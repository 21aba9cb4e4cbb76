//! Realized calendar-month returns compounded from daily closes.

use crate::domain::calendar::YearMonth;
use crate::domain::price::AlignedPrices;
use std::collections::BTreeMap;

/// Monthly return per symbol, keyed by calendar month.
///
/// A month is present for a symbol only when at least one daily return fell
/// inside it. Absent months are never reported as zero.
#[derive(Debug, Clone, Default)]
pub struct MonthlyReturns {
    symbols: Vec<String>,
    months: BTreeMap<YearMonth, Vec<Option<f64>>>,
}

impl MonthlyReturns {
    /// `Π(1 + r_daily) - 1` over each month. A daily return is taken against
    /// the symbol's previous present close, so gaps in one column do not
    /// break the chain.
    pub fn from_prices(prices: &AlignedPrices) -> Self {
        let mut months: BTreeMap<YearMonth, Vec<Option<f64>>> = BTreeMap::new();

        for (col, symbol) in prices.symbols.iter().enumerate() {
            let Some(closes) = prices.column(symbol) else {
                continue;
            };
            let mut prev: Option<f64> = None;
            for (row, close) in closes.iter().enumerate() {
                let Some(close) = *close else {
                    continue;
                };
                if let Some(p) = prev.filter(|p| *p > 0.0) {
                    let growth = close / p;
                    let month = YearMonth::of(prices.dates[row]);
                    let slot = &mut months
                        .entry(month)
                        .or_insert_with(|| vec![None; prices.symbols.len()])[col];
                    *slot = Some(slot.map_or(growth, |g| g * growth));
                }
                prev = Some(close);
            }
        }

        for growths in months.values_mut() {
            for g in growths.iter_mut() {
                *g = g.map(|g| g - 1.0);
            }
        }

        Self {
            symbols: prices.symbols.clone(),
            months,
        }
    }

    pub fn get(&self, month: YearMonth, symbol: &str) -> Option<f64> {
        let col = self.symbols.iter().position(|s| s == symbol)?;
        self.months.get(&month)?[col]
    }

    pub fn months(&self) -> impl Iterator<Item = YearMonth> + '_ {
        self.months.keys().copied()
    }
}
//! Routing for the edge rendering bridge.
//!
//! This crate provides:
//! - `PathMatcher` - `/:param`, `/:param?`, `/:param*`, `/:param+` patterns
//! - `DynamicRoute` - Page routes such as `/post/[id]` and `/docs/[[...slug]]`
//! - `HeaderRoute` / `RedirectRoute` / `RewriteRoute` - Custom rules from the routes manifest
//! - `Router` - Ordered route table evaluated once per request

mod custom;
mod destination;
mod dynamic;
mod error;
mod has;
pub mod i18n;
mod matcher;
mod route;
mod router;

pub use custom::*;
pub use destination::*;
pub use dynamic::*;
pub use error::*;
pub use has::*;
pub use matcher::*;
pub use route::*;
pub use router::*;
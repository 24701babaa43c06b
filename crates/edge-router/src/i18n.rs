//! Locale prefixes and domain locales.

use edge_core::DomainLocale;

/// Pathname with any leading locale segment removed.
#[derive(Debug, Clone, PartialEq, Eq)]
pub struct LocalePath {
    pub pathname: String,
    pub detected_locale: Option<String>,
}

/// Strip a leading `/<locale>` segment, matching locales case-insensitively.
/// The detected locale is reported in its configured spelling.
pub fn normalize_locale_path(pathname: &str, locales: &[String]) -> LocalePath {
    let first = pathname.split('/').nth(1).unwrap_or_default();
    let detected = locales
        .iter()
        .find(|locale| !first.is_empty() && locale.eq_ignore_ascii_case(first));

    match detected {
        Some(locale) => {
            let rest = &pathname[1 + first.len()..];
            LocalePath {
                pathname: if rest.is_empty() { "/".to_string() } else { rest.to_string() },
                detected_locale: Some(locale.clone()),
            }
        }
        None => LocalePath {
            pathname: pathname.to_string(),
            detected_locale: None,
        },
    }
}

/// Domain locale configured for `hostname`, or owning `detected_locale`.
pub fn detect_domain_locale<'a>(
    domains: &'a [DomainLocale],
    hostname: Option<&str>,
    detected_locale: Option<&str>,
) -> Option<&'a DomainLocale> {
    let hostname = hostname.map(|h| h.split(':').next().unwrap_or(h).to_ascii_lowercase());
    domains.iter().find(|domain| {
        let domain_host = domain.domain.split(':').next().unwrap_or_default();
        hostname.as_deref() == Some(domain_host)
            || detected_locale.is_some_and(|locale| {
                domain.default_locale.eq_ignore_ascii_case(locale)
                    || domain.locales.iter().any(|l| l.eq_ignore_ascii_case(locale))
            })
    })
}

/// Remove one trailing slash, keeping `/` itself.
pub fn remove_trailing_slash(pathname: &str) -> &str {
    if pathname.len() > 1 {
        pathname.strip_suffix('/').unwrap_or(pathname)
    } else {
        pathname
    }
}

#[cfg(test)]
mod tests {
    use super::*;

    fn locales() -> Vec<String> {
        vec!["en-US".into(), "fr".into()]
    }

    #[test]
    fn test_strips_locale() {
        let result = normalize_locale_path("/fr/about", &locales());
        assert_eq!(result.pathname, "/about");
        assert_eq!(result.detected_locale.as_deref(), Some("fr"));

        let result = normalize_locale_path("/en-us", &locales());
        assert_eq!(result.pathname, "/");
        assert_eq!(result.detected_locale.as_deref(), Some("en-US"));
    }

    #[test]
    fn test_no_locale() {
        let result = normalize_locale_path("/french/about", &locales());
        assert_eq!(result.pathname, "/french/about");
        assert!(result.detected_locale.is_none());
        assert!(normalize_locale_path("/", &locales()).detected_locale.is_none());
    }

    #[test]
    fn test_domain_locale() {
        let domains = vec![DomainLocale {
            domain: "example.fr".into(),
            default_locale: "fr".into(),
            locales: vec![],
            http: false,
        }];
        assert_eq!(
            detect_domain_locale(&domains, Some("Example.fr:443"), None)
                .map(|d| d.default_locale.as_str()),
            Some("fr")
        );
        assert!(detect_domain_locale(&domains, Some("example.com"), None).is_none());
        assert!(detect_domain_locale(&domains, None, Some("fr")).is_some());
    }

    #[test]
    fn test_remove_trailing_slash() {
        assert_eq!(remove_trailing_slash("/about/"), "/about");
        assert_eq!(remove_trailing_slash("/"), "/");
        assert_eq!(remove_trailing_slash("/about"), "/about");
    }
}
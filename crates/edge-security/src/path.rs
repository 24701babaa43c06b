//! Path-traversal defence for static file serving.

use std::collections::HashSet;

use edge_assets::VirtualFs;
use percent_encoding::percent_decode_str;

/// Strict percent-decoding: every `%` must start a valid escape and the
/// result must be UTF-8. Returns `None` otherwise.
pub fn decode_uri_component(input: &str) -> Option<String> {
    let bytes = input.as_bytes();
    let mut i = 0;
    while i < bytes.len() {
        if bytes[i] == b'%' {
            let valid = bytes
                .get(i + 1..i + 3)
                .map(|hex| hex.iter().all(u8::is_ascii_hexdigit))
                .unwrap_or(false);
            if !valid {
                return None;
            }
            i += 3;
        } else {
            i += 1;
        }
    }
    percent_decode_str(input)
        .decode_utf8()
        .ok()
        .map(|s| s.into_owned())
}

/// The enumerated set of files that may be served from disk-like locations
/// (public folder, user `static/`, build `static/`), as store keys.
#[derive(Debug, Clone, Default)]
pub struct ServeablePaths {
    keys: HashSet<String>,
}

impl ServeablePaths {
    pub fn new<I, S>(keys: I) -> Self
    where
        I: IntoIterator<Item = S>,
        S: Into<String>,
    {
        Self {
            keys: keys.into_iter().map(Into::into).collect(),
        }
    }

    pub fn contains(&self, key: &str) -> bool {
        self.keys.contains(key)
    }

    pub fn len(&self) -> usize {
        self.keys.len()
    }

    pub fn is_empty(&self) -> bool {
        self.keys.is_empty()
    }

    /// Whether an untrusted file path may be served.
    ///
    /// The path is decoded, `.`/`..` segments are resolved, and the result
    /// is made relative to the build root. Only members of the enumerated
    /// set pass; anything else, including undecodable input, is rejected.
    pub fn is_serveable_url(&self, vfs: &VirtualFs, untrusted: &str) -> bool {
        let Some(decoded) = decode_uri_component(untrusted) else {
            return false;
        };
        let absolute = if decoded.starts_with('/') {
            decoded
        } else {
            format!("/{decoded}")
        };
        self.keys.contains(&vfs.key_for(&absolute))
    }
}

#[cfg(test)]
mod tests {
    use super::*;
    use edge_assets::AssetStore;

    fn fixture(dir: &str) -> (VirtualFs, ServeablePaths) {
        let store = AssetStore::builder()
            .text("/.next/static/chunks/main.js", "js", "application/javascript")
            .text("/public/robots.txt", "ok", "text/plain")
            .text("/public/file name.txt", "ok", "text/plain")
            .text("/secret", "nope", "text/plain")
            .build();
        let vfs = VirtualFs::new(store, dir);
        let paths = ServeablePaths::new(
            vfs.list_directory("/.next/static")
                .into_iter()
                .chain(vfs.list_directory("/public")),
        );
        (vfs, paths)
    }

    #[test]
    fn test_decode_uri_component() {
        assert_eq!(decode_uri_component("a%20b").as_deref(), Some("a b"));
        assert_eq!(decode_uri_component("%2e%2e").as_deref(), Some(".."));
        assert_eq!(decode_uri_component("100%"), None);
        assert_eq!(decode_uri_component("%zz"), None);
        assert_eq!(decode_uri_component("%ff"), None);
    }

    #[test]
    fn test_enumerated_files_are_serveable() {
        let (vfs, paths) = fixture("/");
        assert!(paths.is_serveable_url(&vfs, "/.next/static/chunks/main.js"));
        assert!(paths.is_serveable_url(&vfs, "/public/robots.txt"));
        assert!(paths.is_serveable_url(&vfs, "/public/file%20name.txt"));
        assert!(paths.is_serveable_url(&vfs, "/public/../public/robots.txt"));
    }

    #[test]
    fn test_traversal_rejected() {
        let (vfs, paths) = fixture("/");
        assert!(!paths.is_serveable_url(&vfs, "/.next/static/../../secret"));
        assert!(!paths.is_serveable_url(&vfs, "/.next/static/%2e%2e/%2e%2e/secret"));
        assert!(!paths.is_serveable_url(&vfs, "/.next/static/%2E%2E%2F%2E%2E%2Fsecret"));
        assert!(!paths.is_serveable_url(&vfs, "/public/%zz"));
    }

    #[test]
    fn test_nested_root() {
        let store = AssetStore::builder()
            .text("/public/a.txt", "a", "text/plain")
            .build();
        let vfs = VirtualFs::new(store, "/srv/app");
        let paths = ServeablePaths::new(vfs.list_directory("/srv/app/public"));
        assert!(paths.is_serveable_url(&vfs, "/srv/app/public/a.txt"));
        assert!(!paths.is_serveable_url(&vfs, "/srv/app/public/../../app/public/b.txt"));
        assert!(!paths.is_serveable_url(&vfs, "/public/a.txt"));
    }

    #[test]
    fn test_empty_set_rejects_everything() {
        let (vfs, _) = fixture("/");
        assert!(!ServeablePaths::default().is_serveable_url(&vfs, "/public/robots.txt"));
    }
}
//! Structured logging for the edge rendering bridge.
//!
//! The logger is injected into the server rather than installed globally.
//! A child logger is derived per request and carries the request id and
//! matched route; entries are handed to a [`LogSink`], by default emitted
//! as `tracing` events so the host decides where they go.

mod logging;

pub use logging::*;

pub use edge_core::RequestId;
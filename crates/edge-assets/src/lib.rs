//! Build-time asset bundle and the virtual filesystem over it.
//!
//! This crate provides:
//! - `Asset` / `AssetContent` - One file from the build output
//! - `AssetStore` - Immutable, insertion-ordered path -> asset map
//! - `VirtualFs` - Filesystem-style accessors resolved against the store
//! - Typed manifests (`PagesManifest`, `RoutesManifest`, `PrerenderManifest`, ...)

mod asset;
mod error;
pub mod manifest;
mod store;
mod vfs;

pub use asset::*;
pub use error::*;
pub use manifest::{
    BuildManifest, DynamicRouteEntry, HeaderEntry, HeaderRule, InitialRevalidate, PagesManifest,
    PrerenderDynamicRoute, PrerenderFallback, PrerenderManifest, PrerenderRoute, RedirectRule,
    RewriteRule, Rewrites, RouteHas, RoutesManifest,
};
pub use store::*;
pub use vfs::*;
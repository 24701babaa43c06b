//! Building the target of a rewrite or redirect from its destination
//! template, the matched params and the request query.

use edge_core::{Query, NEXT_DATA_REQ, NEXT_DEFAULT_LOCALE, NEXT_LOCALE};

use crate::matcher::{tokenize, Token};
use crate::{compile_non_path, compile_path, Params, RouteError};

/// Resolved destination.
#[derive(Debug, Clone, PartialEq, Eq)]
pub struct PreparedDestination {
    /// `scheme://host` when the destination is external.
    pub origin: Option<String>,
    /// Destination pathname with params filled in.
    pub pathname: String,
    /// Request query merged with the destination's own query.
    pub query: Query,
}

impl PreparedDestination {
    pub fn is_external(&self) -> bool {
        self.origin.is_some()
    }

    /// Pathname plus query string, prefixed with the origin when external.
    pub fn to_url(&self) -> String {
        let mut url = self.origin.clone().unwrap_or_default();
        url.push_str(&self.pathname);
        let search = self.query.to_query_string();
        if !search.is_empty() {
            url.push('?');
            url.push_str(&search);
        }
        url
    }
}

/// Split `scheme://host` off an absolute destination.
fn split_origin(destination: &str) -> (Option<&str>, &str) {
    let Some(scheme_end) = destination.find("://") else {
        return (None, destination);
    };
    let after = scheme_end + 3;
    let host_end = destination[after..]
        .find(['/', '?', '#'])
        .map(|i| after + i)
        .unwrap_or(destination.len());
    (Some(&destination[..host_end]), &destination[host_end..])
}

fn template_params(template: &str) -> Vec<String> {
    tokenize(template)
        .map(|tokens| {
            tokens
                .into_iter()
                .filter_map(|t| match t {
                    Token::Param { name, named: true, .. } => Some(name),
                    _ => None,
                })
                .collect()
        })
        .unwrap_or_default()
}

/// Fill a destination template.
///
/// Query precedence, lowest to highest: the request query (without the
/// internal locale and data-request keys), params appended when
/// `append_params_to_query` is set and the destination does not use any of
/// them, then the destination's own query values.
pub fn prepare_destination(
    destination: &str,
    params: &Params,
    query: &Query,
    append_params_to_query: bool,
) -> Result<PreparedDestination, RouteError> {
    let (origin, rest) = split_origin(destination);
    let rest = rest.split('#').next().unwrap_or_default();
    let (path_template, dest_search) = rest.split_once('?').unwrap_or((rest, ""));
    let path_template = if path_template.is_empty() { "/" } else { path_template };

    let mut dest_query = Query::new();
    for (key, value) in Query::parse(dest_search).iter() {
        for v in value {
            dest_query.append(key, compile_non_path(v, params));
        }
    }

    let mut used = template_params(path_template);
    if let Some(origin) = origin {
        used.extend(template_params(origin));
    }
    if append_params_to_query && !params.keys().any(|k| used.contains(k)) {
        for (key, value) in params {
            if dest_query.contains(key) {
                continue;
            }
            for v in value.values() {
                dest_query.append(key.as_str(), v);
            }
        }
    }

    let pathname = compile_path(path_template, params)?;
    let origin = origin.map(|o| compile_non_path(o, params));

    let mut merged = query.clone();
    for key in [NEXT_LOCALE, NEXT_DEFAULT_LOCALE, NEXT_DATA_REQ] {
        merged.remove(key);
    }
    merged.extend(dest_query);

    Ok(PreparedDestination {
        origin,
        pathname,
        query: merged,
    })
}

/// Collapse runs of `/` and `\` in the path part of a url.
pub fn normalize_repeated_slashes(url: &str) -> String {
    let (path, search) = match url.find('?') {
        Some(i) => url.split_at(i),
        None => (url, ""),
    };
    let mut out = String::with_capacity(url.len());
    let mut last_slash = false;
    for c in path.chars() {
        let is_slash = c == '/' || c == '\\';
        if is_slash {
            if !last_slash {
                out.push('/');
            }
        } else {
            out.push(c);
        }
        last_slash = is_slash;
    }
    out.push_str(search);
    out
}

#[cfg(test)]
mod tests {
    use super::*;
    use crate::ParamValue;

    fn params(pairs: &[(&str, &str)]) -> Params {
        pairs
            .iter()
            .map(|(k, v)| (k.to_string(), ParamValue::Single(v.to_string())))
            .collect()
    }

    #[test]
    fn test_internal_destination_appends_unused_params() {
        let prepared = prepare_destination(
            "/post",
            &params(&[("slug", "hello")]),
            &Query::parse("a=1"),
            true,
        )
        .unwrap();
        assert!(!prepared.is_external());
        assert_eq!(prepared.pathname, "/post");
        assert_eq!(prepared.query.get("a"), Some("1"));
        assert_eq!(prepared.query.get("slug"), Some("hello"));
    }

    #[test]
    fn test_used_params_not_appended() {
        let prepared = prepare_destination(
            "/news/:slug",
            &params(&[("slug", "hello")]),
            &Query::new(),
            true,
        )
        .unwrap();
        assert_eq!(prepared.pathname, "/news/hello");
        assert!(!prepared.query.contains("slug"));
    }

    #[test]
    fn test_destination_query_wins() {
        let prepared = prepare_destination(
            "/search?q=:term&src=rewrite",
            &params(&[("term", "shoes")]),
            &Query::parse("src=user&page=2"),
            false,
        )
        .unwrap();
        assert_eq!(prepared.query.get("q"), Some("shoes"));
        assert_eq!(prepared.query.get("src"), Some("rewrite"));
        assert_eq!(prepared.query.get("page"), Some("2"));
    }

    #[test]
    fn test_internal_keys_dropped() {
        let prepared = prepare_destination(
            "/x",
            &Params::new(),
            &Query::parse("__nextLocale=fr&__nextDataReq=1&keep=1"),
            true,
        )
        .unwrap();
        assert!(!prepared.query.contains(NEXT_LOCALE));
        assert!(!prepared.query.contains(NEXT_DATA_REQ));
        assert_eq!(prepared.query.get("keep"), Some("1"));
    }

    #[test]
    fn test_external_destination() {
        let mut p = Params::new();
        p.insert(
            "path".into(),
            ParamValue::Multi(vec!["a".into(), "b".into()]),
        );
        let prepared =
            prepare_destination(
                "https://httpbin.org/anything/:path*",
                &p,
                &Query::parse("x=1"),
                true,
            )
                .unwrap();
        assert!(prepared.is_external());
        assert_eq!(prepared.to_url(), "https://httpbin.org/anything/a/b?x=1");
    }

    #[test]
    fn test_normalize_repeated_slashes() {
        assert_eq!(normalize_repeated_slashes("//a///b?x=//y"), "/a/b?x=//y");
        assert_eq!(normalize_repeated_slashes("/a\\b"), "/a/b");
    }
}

◆ ◆ ◆ ◆ ◆

* **PROBLEM DESCRIPTION**: Taking the listing above as the source, transcribe only the lines starting at the line with "its configured spelling." and going through the line with "None => LocalePath", unaltered and with both ends included.

* **OUTPUT OF THE TASK**:
/// The detected locale is reported in its configured spelling.
pub fn normalize_locale_path(pathname: &str, locales: &[String]) -> LocalePath {
    let first = pathname.split('/').nth(1).unwrap_or_default();
    let detected = locales
        .iter()
        .find(|locale| !first.is_empty() && locale.eq_ignore_ascii_case(first));

    match detected {
        Some(locale) => {
            let rest = &pathname[1 + first.len()..];
            LocalePath {
                pathname: if rest.is_empty() { "/".to_string() } else { rest.to_string() },
                detected_locale: Some(locale.clone()),
            }
        }
        None => LocalePath {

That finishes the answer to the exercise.